His 2-volume biography of Ralph Waldo Emerson was criticized for its lack of color. According to the review in The Saturday Review of Politics, Literature, Science, and Art, Cabot "gives abundant materials for forming, correcting, or filling up an idea of Emerson's character, but comparatively little information about the events of a life which appears, indeed, to have been very uneventful."

==Family==
On September 27, 1857, Cabot married Elizabeth Dwight, daughter of Edmund Dwight. They had seven sons:
- Francis Elliot Cabot (1859–1939), a member of the Boston Board of Fire Underwriters from 1883 to 1926.

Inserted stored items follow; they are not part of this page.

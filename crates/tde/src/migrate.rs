//! Bulk encryption of pre-existing plaintext and master key rotation.
//!
//! Migration walks a table row by row, encrypting configured plaintext values
//! that do not yet carry an envelope. It is idempotent: rows already bearing
//! an envelope are skipped, and per-row failures are counted and reported
//! without stopping the pass.
//!
//! Rotation is an exclusive batch operation in three phases, all under the
//! key manager's write lock so no cipher operation can interleave:
//!
//! 1. **Stage** — decrypt every envelope in every table with the old keys,
//!    entirely in memory. Nothing has changed on disk if this fails.
//! 2. **Apply** — re-encrypt under freshly derived keys and update each row.
//!    A failed update triggers a best-effort rollback of the rows already
//!    rewritten, restoring their original envelopes.
//! 3. **Commit** — atomically persist the new master key and swap the
//!    in-memory key set.
//!
//! The key store is backed up before phase 2, so even a crash between apply
//! and commit is recoverable from the backup plus the old store file.

use common::protocol::{CoverageReport, MigrationReport, RotationReport};
use common::{Params, Record, SqlValue, StorageExecutor, TdeError};
use tracing::{debug, error, info, warn};

use crate::codec::RecordCodec;
use crate::crypto::cipher::{decrypt_value, encrypt_value};
use crate::keys::TableKey;

/// One staged row during rotation: the plaintexts to re-encrypt and the
/// original envelopes to restore on rollback.
struct StagedRow {
    table: String,
    id: SqlValue,
    fields: Vec<(String, String)>,
    originals: Record,
}

/// Bulk migration and key rotation over a storage executor.
pub struct MigrationManager<E> {
    codec: RecordCodec,
    executor: E,
}

impl<E: StorageExecutor> MigrationManager<E> {
    /// Build a manager over `executor` using `codec`'s keys and configuration.
    pub fn new(codec: RecordCodec, executor: E) -> Self {
        Self { codec, executor }
    }

    /// The underlying executor.
    pub fn executor(&self) -> &E {
        &self.executor
    }

    /// The codec migrations encrypt with.
    pub fn codec(&self) -> &RecordCodec {
        &self.codec
    }

    /// Encrypt every not-yet-encrypted configured value in `table`.
    ///
    /// Rows whose configured plaintext fields are all empty, or which already
    /// carry envelopes, count as skipped. Rows that fail to update count as
    /// failed; the pass continues.
    ///
    /// # Errors
    ///
    /// Returns [`TdeError::UnknownTable`] for an unconfigured table and
    /// [`TdeError::Storage`] if the initial row scan fails. Per-row update
    /// failures do not abort the pass.
    pub async fn migrate_table(&self, table: &str) -> Result<MigrationReport, TdeError> {
        let cfg = self
            .codec
            .keys
            .config()
            .table(table)
            .ok_or_else(|| TdeError::UnknownTable(table.to_owned()))?
            .clone();
        let key = self.codec.keys.table_key(table).await?;

        let rows = self
            .executor
            .fetch_all(&format!("SELECT * FROM {table}"), Params::None)
            .await?;

        let mut report = MigrationReport::new(table);
        for row in rows {
            report.scanned += 1;

            let Some(id) = row.get("id").cloned() else {
                warn!(table, "row without id column; cannot migrate");
                report.failed += 1;
                continue;
            };

            // Fields that still hold plaintext and have no envelope yet.
            let mut update = Record::new();
            for field in &cfg.fields {
                let already = row
                    .get(&format!("{field}_encrypted"))
                    .and_then(SqlValue::as_nonempty_blob)
                    .is_some();
                if already {
                    continue;
                }
                let Some(plaintext) = row.get(field).and_then(SqlValue::to_plaintext) else {
                    continue;
                };
                if let Some(env) = encrypt_value(&key, &plaintext) {
                    update.push(format!("{field}_encrypted"), SqlValue::Blob(env.ciphertext));
                    update.push(format!("{field}_iv"), SqlValue::Blob(env.iv));
                }
            }

            if update.is_empty() {
                report.skipped += 1;
                continue;
            }

            let assignments = assignment_list(&update);
            update.push("id", id);
            let query = format!("UPDATE {table} SET {assignments} WHERE id = :id");
            match self.executor.execute(&query, Params::Named(update)).await {
                Ok(_) => report.migrated += 1,
                Err(e) => {
                    warn!(table, error = %e, "row migration failed; continuing");
                    report.failed += 1;
                }
            }
        }

        info!(
            table,
            scanned = report.scanned,
            migrated = report.migrated,
            skipped = report.skipped,
            failed = report.failed,
            "migration pass complete"
        );
        Ok(report)
    }

    /// Run [`Self::migrate_table`] over every configured table.
    ///
    /// # Errors
    ///
    /// Returns the first table-level error; completed reports are lost in
    /// that case, so run tables individually when partial progress matters.
    pub async fn migrate_all(&self) -> Result<Vec<MigrationReport>, TdeError> {
        let tables: Vec<String> = self
            .codec
            .keys
            .config()
            .iter()
            .map(|(t, _)| t.to_owned())
            .collect();
        let mut reports = Vec::with_capacity(tables.len());
        for table in tables {
            reports.push(self.migrate_table(&table).await?);
        }
        Ok(reports)
    }

    /// Count rows carrying at least one populated envelope field in `table`.
    ///
    /// # Errors
    ///
    /// Returns [`TdeError::UnknownTable`] for an unconfigured table and
    /// [`TdeError::Storage`] if the scan fails.
    pub async fn verify_coverage(&self, table: &str) -> Result<CoverageReport, TdeError> {
        let cfg = self
            .codec
            .keys
            .config()
            .table(table)
            .ok_or_else(|| TdeError::UnknownTable(table.to_owned()))?;

        let rows = self
            .executor
            .fetch_all(&format!("SELECT * FROM {table}"), Params::None)
            .await?;

        let total = rows.len() as u64;
        let encrypted = rows
            .iter()
            .filter(|row| {
                cfg.fields.iter().any(|field| {
                    row.get(&format!("{field}_encrypted"))
                        .and_then(SqlValue::as_nonempty_blob)
                        .is_some()
                })
            })
            .count() as u64;

        Ok(CoverageReport::new(table, total, encrypted))
    }

    /// Coverage for every configured table.
    ///
    /// # Errors
    ///
    /// Returns the first table-level error.
    pub async fn verify_all(&self) -> Result<Vec<CoverageReport>, TdeError> {
        let tables: Vec<String> = self
            .codec
            .keys
            .config()
            .iter()
            .map(|(t, _)| t.to_owned())
            .collect();
        let mut reports = Vec::with_capacity(tables.len());
        for table in tables {
            reports.push(self.verify_coverage(&table).await?);
        }
        Ok(reports)
    }

    /// Replace the master key and re-encrypt every stored value under it.
    ///
    /// Holds the key manager's write lock for the whole operation, so every
    /// concurrent encrypt/decrypt blocks until rotation finishes. See the
    /// module docs for the phase breakdown and failure handling.
    ///
    /// # Errors
    ///
    /// Returns [`TdeError::Rotation`] if any phase fails. Phase 2 failures
    /// roll back already-rewritten rows before returning; the pre-rotation
    /// key store backup (when enabled) covers everything else.
    pub async fn rotate_master_key(&self) -> Result<RotationReport, TdeError> {
        let keys = &self.codec.keys;
        let mut guard = keys.lock_for_rotation().await;
        info!(
            old_key_age_days = guard.master.age_days(),
            "key rotation started"
        );

        let backup = keys
            .backup_store()
            .map_err(|e| TdeError::Rotation(format!("key store backup failed: {e}")))?;
        if let Some(path) = &backup {
            info!(path = %path.display(), "key store backed up");
        }

        // Phase 1: stage. Decrypt everything with the old keys, in memory.
        let tables: Vec<String> = keys.config().iter().map(|(t, _)| t.to_owned()).collect();
        let mut staged: Vec<StagedRow> = Vec::new();
        for table in &tables {
            let old_key = guard
                .table_keys
                .get(table)
                .cloned()
                .ok_or_else(|| TdeError::UnknownTable(table.clone()))?;
            let fields = keys
                .config()
                .table(table)
                .map(|c| c.fields.clone())
                .unwrap_or_default();

            let rows = self
                .executor
                .fetch_all(&format!("SELECT * FROM {table}"), Params::None)
                .await
                .map_err(|e| TdeError::Rotation(format!("scan of {table} failed: {e}")))?;

            for row in rows {
                let mut plaintexts = Vec::new();
                let mut originals = Record::new();
                for field in &fields {
                    let ct = row
                        .get(&format!("{field}_encrypted"))
                        .and_then(SqlValue::as_nonempty_blob);
                    let iv = row
                        .get(&format!("{field}_iv"))
                        .and_then(SqlValue::as_nonempty_blob);
                    let (Some(ct), Some(iv)) = (ct, iv) else {
                        continue;
                    };
                    let plaintext = decrypt_value(&old_key, ct, iv).map_err(|e| {
                        TdeError::Rotation(format!(
                            "cannot decrypt {table}.{field} under the current key: {e}"
                        ))
                    })?;
                    plaintexts.push((field.clone(), plaintext));
                    originals.push(format!("{field}_encrypted"), SqlValue::Blob(ct.to_vec()));
                    originals.push(format!("{field}_iv"), SqlValue::Blob(iv.to_vec()));
                }
                if plaintexts.is_empty() {
                    continue;
                }
                let id = row.get("id").cloned().ok_or_else(|| {
                    TdeError::Rotation(format!("encrypted row in {table} has no id column"))
                })?;
                staged.push(StagedRow {
                    table: table.clone(),
                    id,
                    fields: plaintexts,
                    originals,
                });
            }
        }
        debug!(rows = staged.len(), "rotation staging complete");

        // Phase 2: apply. Re-encrypt under the new keys and rewrite rows.
        let new_master = keys.generate_master();
        let new_keyset = keys.derive_keyset(&new_master);

        let mut values_reencrypted = 0u64;
        let mut rows_updated = 0u64;
        for (idx, row) in staged.iter().enumerate() {
            let new_key = new_keyset
                .table_keys
                .get(&row.table)
                .cloned()
                .ok_or_else(|| TdeError::UnknownTable(row.table.clone()))?;

            let mut update = Record::new();
            for (field, plaintext) in &row.fields {
                // Staged plaintexts are non-empty by construction.
                if let Some(env) = encrypt_value(&new_key, plaintext) {
                    update.push(format!("{field}_encrypted"), SqlValue::Blob(env.ciphertext));
                    update.push(format!("{field}_iv"), SqlValue::Blob(env.iv));
                    values_reencrypted += 1;
                }
            }

            if let Err(e) = self.update_row(&row.table, &row.id, update).await {
                error!(table = row.table, error = %e, "rotation update failed; rolling back");
                self.rollback(&staged[..idx]).await;
                return Err(TdeError::Rotation(format!(
                    "update of {} failed, prior rows restored: {e}",
                    row.table
                )));
            }
            rows_updated += 1;
        }

        // Phase 3: commit. Persist the new master, then swap the key set.
        if let Err(e) = keys.persist_master(&new_master) {
            error!(error = %e, "persisting rotated key failed; rolling back");
            self.rollback(&staged).await;
            return Err(TdeError::Rotation(format!(
                "new key could not be persisted, data restored under old key: {e}"
            )));
        }
        *guard = new_keyset;

        info!(
            tables = tables.len(),
            rows_updated, values_reencrypted, "key rotation complete"
        );
        Ok(RotationReport {
            backup: backup.map(|p| p.display().to_string()),
            tables_processed: tables.len() as u64,
            values_reencrypted,
            rows_updated,
        })
    }

    async fn update_row(
        &self,
        table: &str,
        id: &SqlValue,
        mut update: Record,
    ) -> Result<u64, TdeError> {
        let assignments = assignment_list(&update);
        update.push("id", id.clone());
        let query = format!("UPDATE {table} SET {assignments} WHERE id = :id");
        Ok(self.executor.execute(&query, Params::Named(update)).await?)
    }

    /// Restore original envelopes for rows already rewritten during a failed
    /// rotation. Best effort: restore failures are logged, not propagated —
    /// the caller already has the primary error, and the key store backup
    /// remains the last line of recovery.
    async fn rollback(&self, applied: &[StagedRow]) {
        for row in applied {
            if let Err(e) = self
                .update_row(&row.table, &row.id, row.originals.clone())
                .await
            {
                error!(
                    table = row.table,
                    error = %e,
                    "rollback of rotated row failed; restore from key store backup"
                );
            }
        }
    }
}

fn assignment_list(update: &Record) -> String {
    update
        .column_names()
        .map(|c| format!("{c} = :{c}"))
        .collect::<Vec<_>>()
        .join(", ")
}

- Edward Twistleton Cabot (1861–1893), captain of the 1882 Harvard Crimson football team and an attorney.
- Thomas Handasyde Cabot (1864–1938), a merchant.
- Charles Mills Cabot (1866–1915) founder of the investment firm Moors & Cabot. Father of actor Elliot Cabot.
- Richard Clarke Cabot (1868–1939), a physician who advanced clinical hematology, was an innovator in teaching methods, and a pioneer in social work.
- Philip Cabot (1872–1941), a professor of business administration at the Harvard Business School, public utility expert, and vestryman at King's Chapel.
- Hugh Cabot (1872–1945), surgeon and educator who was dean of the University of Michigan Medical School and a member of the staff at the Mayo Clinic. He was a specialist in genitourinary surgery and an advocate of group medical practice.

Elizabeth Cabot died in 1901. He died in Brookline Massachusetts in 1903.